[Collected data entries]
*-*-*
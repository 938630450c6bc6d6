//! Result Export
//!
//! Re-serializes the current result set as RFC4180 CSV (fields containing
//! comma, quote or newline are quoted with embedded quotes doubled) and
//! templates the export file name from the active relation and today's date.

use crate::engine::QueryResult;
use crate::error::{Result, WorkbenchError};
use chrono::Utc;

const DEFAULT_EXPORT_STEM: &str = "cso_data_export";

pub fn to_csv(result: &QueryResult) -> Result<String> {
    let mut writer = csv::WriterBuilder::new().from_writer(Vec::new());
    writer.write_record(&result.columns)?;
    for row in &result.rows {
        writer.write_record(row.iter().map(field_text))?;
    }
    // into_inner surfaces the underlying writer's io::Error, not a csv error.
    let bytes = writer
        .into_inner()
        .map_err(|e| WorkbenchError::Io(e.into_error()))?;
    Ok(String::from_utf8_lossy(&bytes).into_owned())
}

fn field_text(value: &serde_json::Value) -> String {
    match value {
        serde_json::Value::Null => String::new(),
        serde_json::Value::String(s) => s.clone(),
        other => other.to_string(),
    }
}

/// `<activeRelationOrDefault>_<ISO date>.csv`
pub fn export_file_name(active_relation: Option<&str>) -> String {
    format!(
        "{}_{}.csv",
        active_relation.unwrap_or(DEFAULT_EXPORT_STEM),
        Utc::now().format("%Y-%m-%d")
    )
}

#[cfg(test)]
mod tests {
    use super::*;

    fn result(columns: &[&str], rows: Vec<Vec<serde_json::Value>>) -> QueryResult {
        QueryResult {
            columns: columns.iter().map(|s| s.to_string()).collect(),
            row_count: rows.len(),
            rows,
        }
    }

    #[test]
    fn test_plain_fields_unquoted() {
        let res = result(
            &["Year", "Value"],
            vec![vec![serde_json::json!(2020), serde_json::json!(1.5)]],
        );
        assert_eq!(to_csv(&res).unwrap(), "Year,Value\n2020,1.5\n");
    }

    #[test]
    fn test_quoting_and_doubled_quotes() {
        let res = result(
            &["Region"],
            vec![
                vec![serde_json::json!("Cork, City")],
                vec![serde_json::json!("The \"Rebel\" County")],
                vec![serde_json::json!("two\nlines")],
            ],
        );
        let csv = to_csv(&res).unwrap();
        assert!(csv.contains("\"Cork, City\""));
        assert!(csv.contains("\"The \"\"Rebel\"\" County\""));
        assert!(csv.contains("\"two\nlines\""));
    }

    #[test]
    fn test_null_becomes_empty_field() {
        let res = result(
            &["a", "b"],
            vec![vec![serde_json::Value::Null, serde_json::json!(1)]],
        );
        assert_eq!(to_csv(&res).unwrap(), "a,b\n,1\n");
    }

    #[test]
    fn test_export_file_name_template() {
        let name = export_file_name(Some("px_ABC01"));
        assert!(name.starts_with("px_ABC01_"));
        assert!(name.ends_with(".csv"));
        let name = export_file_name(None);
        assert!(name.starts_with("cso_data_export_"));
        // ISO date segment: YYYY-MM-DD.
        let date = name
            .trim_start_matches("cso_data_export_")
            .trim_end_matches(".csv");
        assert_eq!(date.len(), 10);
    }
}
*-*-*
How many lines in the entries above include the string "nlines"? Give only the number.

2